On May 12, 2014 New Residential invested approximately $34.0 million to acquire a one-third interest in the Excess MSRs on each of three portfolios of GSE residential mortgage loans (Pools 14, 16 and 19) with an aggregate UPB of $12.9 billion. Fortress-managed funds and Nationstar each agreed to acquire a one-third interest in the Excess MSRs. On May 13, 2014, New Residential invested approximately $2.2 million to acquire a one-third interest in the Excess MSRs on a portfolio of GSE residential mortgage loans (Pool 20) with an aggregate UPB of $0.7 billion. Fortress-managed funds and Nationstar each agreed to acquire a one-third interest in the Excess MSRs.
Nationstar as servicer will perform all servicing and advancing functions, and retain the ancillary income, servicing obligations and liabilities as the servicer of the underlying loans in each of the portfolios. Under the terms of these investments, to the extent that any loans in the portfolios are refinanced by Nationstar, the resulting Excess MSRs are shared on a pro rata basis by New Residential, the Fortress-managed funds and Nationstar, subject to certain limitations.
New Residential has remaining commitments of $20.8 million to invest in Excess MSRs on portfolios of GSE residential mortgages comprised of two pools (Pools 13 and 15) with an aggregate outstanding unpaid principal balance of approximately $8.3 billion that New Residential committed to in 2013. Commitments related to GSE residential mortgage loans are contingent upon GSE approval of Nationstar to service such loans and transfer Excess MSRs to New Residential.
Subsequent to March 31, 2014 and prior to May 5, 2014, the Buyer funded a total of $911.0 million of servicer advances, including the purchase of $617.5 million of additional advances described below, and recovered $545.2 million of existing servicer advances. Notes payable outstanding increased by $346.9 million and restricted cash increased approximately $5.0 million in relation to these fundings. Additionally, the Buyer received $12.3 million from Nationstar to satisfy a targeted return shortfall.
On May 2, 2014, the Buyer received $86.4 million from New Residential to fund the purchase of $617.5 million of new servicer advances, which were financed with a new note issued to Morgan Stanley bearing interest at a rate equal 2.10% and maturing in May 2016. As of May 2, 2014, the principal balance of this note was approximately $580.5 million.
Real Estate Securities
Subsequent to March 31, 2014, New Residential acquired Agency ARM RMBS with an aggregate face amount of approximately $223.9 million for approximately $238.1 million, financed with repurchase agreements. Furthermore, New Residential acquired Non-Agency RMBS with an aggregate face amount of approximately $50.7 million for approximately $14.2 million, financed with repurchase agreements. New Residential sold no Agency ARM RMBS and sold Non-Agency RMBS with a face amount of $207.1 million and an amortized cost basis of approximately $138.5 million for approximately $145.0 million and recorded a gain of $6.5 million.

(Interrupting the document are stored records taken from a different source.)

use std::fmt;

use serde::Deserialize;
use serde::Serialize;

/// Which stage of composition produced an error.
///
/// `Graphql` errors come out of parsing or validating a document; `Composition`
/// errors come out of merging subgraphs or applying a contract filter.
#[derive(Debug, Clone, Copy, PartialEq, Eq, Serialize, Deserialize)]
#[serde(rename_all = "lowercase")]
pub enum ErrorSource {
    Graphql,
    Composition,
}

/// A single error reported by [`compose`](crate::composition::compose).
///
/// Errors are plain messages rather than structured diagnostics: they are
/// meant to be surfaced to the schema author, who has no access to the
/// intermediate supergraph documents they may refer to.
#[derive(Debug, Clone, PartialEq, Eq, Serialize, Deserialize)]
pub struct CompositionError {
    pub message: String,
    pub source: ErrorSource,
}

impl CompositionError {
    pub fn composition(message: impl Into<String>) -> Self {
        Self {
            message: message.into(),
            source: ErrorSource::Composition,
        }
    }

    pub fn graphql(message: impl Into<String>) -> Self {
        Self {
            message: message.into(),
            source: ErrorSource::Graphql,
        }
    }
}

impl fmt::Display for CompositionError {
    fn fmt(&self, f: &mut fmt::Formatter<'_>) -> fmt::Result {
        write!(f, "{}", self.message)
    }
}

impl std::error::Error for CompositionError {}
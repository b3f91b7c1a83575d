//! Derives the public (API) schema of a supergraph: the schema consumers see
//! once `@inaccessible` elements are removed and the link/join machinery is
//! stripped out.

use apollo_compiler::Schema;
use apollo_compiler::schema::ExtendedType;
use apollo_compiler::schema::Name;
use apollo_compiler::validation::Valid;

use crate::error::CompositionError;
use crate::link::LinksMetadata;
use crate::link::database::links_metadata;
use crate::link::spec::Identity;

/// Removes every `@inaccessible` element and all spec-owned machinery from
/// the supergraph, then validates the result. Validation failures surface the
/// cases where hiding an element broke the remaining schema, e.g. a visible
/// field returning a hidden type.
pub fn to_public_schema(
    supergraph: &Valid<Schema>,
) -> Result<Valid<Schema>, Vec<CompositionError>> {
    let mut schema = supergraph.clone().into_inner();
    let links = links_metadata(&schema);
    let inaccessible_name =
        links.resolve_import_name(&Identity::inaccessible_identity(), "@inaccessible");

    remove_inaccessible_elements(&mut schema, &inaccessible_name);
    remove_core_feature_elements(&mut schema, &links);

    schema.validate().map_err(|with_errors| {
        with_errors
            .errors
            .iter()
            .map(|diagnostic| CompositionError::composition(diagnostic.to_string()))
            .collect::<Vec<_>>()
    })
}

fn remove_inaccessible_elements(schema: &mut Schema, inaccessible: &Name) {
    let inaccessible = inaccessible.as_str();

    let removed_types: Vec<Name> = schema
        .types
        .iter()
        .filter(|(_, ty)| ty.directives().has(inaccessible))
        .map(|(name, _)| name.clone())
        .collect();
    for type_name in &removed_types {
        schema.types.shift_remove(type_name);
    }

    let definition = schema.schema_definition.make_mut();
    for root in [
        &mut definition.query,
        &mut definition.mutation,
        &mut definition.subscription,
    ] {
        if root
            .as_ref()
            .is_some_and(|name| removed_types.contains(&name.name))
        {
            *root = None;
        }
    }

    for ty in schema.types.values_mut() {
        match ty {
            ExtendedType::Object(obj) => {
                let obj = obj.make_mut();
                obj.fields
                    .retain(|_, field| !field.directives.has(inaccessible));
                for field in obj.fields.values_mut() {
                    field
                        .make_mut()
                        .arguments
                        .retain(|arg| !arg.directives.has(inaccessible));
                }
            }
            ExtendedType::Interface(interface) => {
                let interface = interface.make_mut();
                interface
                    .fields
                    .retain(|_, field| !field.directives.has(inaccessible));
                for field in interface.fields.values_mut() {
                    field
                        .make_mut()
                        .arguments
                        .retain(|arg| !arg.directives.has(inaccessible));
                }
            }
            ExtendedType::InputObject(input) => {
                input
                    .make_mut()
                    .fields
                    .retain(|_, field| !field.directives.has(inaccessible));
            }
            ExtendedType::Enum(enum_) => {
                enum_
                    .make_mut()
                    .values
                    .retain(|_, value| !value.directives.has(inaccessible));
            }
            ExtendedType::Union(union_) => {
                // members of removed types would fail validation below
                union_
                    .make_mut()
                    .members
                    .retain(|member| !removed_types.contains(&member.name));
            }
            ExtendedType::Scalar(_) => {}
        }
    }
}

/// Removes types and directives owned by linked specifications, and their
/// applications anywhere in the schema. Adapted from the supergraph-to-API
/// transform: the public schema carries no `link__`/`join__` machinery, no
/// `@link` applications and no `@tag`/`@inaccessible` definitions.
fn remove_core_feature_elements(schema: &mut Schema, links: &LinksMetadata) {
    let types_for_removal: Vec<Name> = schema
        .types
        .keys()
        .filter(|type_name| links.source_link_of_type(type_name).is_some())
        .cloned()
        .collect();
    for type_name in &types_for_removal {
        schema.types.shift_remove(type_name);
    }

    let directives_for_removal: Vec<Name> = schema
        .directive_definitions
        .keys()
        .filter(|directive_name| links.source_link_of_directive(directive_name).is_some())
        .cloned()
        .collect();
    for directive_name in &directives_for_removal {
        schema.directive_definitions.shift_remove(directive_name);
    }

    let owned = |name: &Name| links.source_link_of_directive(name).is_some();

    schema
        .schema_definition
        .make_mut()
        .directives
        .retain(|directive| !owned(&directive.name));

    for ty in schema.types.values_mut() {
        match ty {
            ExtendedType::Object(obj) => {
                let obj = obj.make_mut();
                obj.directives.retain(|directive| !owned(&directive.name));
                for field in obj.fields.values_mut() {
                    let field = field.make_mut();
                    field.directives.retain(|directive| !owned(&directive.name));
                    for arg in field.arguments.iter_mut() {
                        arg.make_mut()
                            .directives
                            .retain(|directive| !owned(&directive.name));
                    }
                }
            }
            ExtendedType::Interface(interface) => {
                let interface = interface.make_mut();
                interface
                    .directives
                    .retain(|directive| !owned(&directive.name));
                for field in interface.fields.values_mut() {
                    let field = field.make_mut();
                    field.directives.retain(|directive| !owned(&directive.name));
                    for arg in field.arguments.iter_mut() {
                        arg.make_mut()
                            .directives
                            .retain(|directive| !owned(&directive.name));
                    }
                }
            }
            ExtendedType::InputObject(input) => {
                let input = input.make_mut();
                input.directives.retain(|directive| !owned(&directive.name));
                for field in input.fields.values_mut() {
                    field
                        .make_mut()
                        .directives
                        .retain(|directive| !owned(&directive.name));
                }
            }
            ExtendedType::Enum(enum_) => {
                let enum_ = enum_.make_mut();
                enum_.directives.retain(|directive| !owned(&directive.name));
                for value in enum_.values.values_mut() {
                    value
                        .make_mut()
                        .directives
                        .retain(|directive| !owned(&directive.name));
                }
            }
            ExtendedType::Scalar(scalar) => {
                scalar
                    .make_mut()
                    .directives
                    .retain(|directive| !owned(&directive.name));
            }
            ExtendedType::Union(union_) => {
                union_
                    .make_mut()
                    .directives
                    .retain(|directive| !owned(&directive.name));
            }
        }
    }
}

Subsequent to March 31, 2014, New Residential acquired additional net short TBA positions that increased our net short notional position by $30.0 million of Agency RMBS and any amounts or obligations owed by or to New Residential are subject to the right of set-off with the TBA counterparty. New Residential also entered into two additional interest rate swaps with a total notional amount of $400.0 million in order to mitigate New Residentials interest rate risk assumed as part of its purchased securities with Merrill Lynch, Pierce, Fenner & Smith Incorporated that were previously sponsored by Springleaf, and its planned resecuritization of certain Non-Agency RMBS.
Subsequent to March 31, 2014, New Residential paid down approximately $7.5 million of the master repurchase agreement secured by its ownership interest in the consumer loan companies.
On March 19, 2014, New Residentials board of directors declared a first quarter 2014 dividend of $0.175 per share of common stock, or $44.3 million, which was paid on April 30, 2014 to stockholders of record as of March 31, 2014.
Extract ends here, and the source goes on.